→ Task objective
To complete the exercise, repeat every record exactly as it stands.

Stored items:
§
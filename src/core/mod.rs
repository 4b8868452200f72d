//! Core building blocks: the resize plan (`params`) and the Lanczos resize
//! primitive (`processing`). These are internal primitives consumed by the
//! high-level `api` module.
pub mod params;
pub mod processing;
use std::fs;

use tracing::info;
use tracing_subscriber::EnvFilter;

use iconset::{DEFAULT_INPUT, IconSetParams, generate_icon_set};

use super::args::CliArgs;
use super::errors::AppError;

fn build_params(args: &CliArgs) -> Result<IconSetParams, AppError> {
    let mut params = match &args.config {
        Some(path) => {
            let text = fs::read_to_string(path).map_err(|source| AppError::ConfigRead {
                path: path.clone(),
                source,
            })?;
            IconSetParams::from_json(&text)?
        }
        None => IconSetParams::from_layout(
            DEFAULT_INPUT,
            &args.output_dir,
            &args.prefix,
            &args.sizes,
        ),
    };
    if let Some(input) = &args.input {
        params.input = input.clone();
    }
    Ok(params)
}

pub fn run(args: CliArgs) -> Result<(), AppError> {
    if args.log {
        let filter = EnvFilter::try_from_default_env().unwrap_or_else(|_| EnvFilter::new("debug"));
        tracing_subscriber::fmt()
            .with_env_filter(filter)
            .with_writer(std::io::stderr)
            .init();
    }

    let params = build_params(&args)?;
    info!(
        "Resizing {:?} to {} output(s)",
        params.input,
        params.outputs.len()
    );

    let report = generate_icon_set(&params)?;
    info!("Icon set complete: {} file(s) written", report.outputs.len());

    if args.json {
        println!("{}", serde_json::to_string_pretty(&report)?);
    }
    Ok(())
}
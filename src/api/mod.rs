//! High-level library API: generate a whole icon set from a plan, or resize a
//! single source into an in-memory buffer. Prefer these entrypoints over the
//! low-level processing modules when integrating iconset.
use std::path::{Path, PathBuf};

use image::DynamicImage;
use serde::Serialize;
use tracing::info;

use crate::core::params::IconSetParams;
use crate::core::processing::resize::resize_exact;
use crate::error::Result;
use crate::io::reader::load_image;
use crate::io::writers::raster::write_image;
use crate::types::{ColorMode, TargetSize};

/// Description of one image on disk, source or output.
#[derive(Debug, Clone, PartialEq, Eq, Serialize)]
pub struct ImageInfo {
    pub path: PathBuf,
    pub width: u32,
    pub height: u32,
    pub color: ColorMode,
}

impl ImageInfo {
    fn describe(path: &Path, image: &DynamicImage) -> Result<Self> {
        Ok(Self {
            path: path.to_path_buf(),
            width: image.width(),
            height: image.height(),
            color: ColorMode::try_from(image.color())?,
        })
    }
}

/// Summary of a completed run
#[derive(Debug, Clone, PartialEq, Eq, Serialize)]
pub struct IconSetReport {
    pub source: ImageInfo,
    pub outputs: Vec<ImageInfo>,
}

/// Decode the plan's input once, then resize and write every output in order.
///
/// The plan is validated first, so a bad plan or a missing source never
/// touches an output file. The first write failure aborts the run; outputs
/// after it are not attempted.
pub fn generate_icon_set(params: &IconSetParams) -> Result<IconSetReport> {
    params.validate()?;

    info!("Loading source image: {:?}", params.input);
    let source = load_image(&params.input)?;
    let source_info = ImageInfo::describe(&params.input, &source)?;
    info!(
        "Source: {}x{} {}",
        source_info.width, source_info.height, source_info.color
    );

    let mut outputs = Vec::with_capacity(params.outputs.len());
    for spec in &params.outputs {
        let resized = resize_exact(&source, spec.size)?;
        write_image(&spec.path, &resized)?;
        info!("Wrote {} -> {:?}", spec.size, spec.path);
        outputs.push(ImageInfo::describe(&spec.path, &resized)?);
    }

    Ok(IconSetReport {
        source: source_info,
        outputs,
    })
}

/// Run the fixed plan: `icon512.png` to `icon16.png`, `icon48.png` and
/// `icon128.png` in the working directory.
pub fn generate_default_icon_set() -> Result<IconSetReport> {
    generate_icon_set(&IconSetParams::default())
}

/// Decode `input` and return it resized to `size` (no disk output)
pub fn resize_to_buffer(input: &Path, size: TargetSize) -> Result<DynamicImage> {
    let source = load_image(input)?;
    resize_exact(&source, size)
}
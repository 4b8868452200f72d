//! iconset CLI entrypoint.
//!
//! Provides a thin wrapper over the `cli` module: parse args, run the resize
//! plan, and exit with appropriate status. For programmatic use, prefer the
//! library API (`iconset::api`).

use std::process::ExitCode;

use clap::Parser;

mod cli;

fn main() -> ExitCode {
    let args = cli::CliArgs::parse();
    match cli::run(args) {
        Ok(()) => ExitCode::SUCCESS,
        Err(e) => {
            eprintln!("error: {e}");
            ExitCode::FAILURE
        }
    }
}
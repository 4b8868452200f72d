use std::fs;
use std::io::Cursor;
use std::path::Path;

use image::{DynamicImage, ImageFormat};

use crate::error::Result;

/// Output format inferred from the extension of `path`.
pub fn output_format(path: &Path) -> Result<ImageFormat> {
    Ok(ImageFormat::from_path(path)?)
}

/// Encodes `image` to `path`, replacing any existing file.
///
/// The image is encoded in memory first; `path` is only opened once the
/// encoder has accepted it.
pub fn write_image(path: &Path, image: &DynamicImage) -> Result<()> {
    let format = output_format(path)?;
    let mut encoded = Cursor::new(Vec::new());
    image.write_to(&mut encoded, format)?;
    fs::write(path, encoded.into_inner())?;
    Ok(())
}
§
→ Result for this task
filename src/core/mod.rs
repository 4b8868452200f72d
//! Core building blocks: the resize plan (`params`) and the Lanczos resize
//! primitive (`processing`). These are internal primitives consumed by the
//! high-level `api` module.
pub mod params;
pub mod processing;
use std::fs;

use tracing::info;
use tracing_subscriber::EnvFilter;

use iconset::{DEFAULT_INPUT, IconSetParams, generate_icon_set};

use super::args::CliArgs;
use super::errors::AppError;

fn build_params(args: &CliArgs) -> Result<IconSetParams, AppError> {
    let mut params = match &args.config {
        Some(path) => {
            let text = fs::read_to_string(path).map_err(|source| AppError::ConfigRead {
                path: path.clone(),
                source,
            })?;
            IconSetParams::from_json(&text)?
        }
        None => IconSetParams::from_layout(
            DEFAULT_INPUT,
            &args.output_dir,
            &args.prefix,
            &args.sizes,
        ),
    };
    if let Some(input) = &args.input {
        params.input = input.clone();
    }
    Ok(params)
}

pub fn run(args: CliArgs) -> Result<(), AppError> {
    if args.log {
        let filter = EnvFilter::try_from_default_env().unwrap_or_else(|_| EnvFilter::new("debug"));
        tracing_subscriber::fmt()
            .with_env_filter(filter)
            .with_writer(std::io::stderr)
            .init();
    }

    let params = build_params(&args)?;
    info!(
        "Resizing {:?} to {} output(s)",
        params.input,
        params.outputs.len()
    );

    let report = generate_icon_set(&params)?;
    info!("Icon set complete: {} file(s) written", report.outputs.len());

    if args.json {
        println!("{}", serde_json::to_string_pretty(&report)?);
    }
    Ok(())
}
filename src/api/mod.rs
//! High-level library API: generate a whole icon set from a plan, or resize a
//! single source into an in-memory buffer. Prefer these entrypoints over the
//! low-level processing modules when integrating iconset.
use std::path::{Path, PathBuf};

use image::DynamicImage;
use serde::Serialize;
use tracing::info;

use crate::core::params::IconSetParams;
use crate::core::processing::resize::resize_exact;
use crate::error::Result;
use crate::io::reader::load_image;
use crate::io::writers::raster::write_image;
use crate::types::{ColorMode, TargetSize};

/// Description of one image on disk, source or output.
#[derive(Debug, Clone, PartialEq, Eq, Serialize)]
pub struct ImageInfo {
    pub path: PathBuf,
    pub width: u32,
    pub height: u32,
    pub color: ColorMode,
}

impl ImageInfo {
    fn describe(path: &Path, image: &DynamicImage) -> Result<Self> {
        Ok(Self {
            path: path.to_path_buf(),
            width: image.width(),
            height: image.height(),
            color: ColorMode::try_from(image.color())?,
        })
    }
}

/// Summary of a completed run
#[derive(Debug, Clone, PartialEq, Eq, Serialize)]
pub struct IconSetReport {
    pub source: ImageInfo,
    pub outputs: Vec<ImageInfo>,
}

/// Decode the plan's input once, then resize and write every output in order.
///
/// The plan is validated first, so a bad plan or a missing source never
/// touches an output file. The first write failure aborts the run; outputs
/// after it are not attempted.
pub fn generate_icon_set(params: &IconSetParams) -> Result<IconSetReport> {
    params.validate()?;

    info!("Loading source image: {:?}", params.input);
    let source = load_image(&params.input)?;
    let source_info = ImageInfo::describe(&params.input, &source)?;
    info!(
        "Source: {}x{} {}",
        source_info.width, source_info.height, source_info.color
    );

    let mut outputs = Vec::with_capacity(params.outputs.len());
    for spec in &params.outputs {
        let resized = resize_exact(&source, spec.size)?;
        write_image(&spec.path, &resized)?;
        info!("Wrote {} -> {:?}", spec.size, spec.path);
        outputs.push(ImageInfo::describe(&spec.path, &resized)?);
    }

    Ok(IconSetReport {
        source: source_info,
        outputs,
    })
}

/// Run the fixed plan: `icon512.png` to `icon16.png`, `icon48.png` and
/// `icon128.png` in the working directory.
pub fn generate_default_icon_set() -> Result<IconSetReport> {
    generate_icon_set(&IconSetParams::default())
}

/// Decode `input` and return it resized to `size` (no disk output)
pub fn resize_to_buffer(input: &Path, size: TargetSize) -> Result<DynamicImage> {
    let source = load_image(input)?;
    resize_exact(&source, size)
}
repository 4b8868452200f72d
//! iconset CLI entrypoint.
//!
//! Provides a thin wrapper over the `cli` module: parse args, run the resize
//! plan, and exit with appropriate status. For programmatic use, prefer the
//! library API (`iconset::api`).

use std::process::ExitCode;

use clap::Parser;

mod cli;

fn main() -> ExitCode {
    let args = cli::CliArgs::parse();
    match cli::run(args) {
        Ok(()) => ExitCode::SUCCESS,
        Err(e) => {
            eprintln!("error: {e}");
            ExitCode::FAILURE
        }
    }
}
repository 4b8868452200f72d
use std::fs;
use std::io::Cursor;
use std::path::Path;

use image::{DynamicImage, ImageFormat};

use crate::error::Result;

/// Output format inferred from the extension of `path`.
pub fn output_format(path: &Path) -> Result<ImageFormat> {
    Ok(ImageFormat::from_path(path)?)
}

/// Encodes `image` to `path`, replacing any existing file.
///
/// The image is encoded in memory first; `path` is only opened once the
/// encoder has accepted it.
pub fn write_image(path: &Path, image: &DynamicImage) -> Result<()> {
    let format = output_format(path)?;
    let mut encoded = Cursor::new(Vec::new());
    image.write_to(&mut encoded, format)?;
    fs::write(path, encoded.into_inner())?;
    Ok(())
}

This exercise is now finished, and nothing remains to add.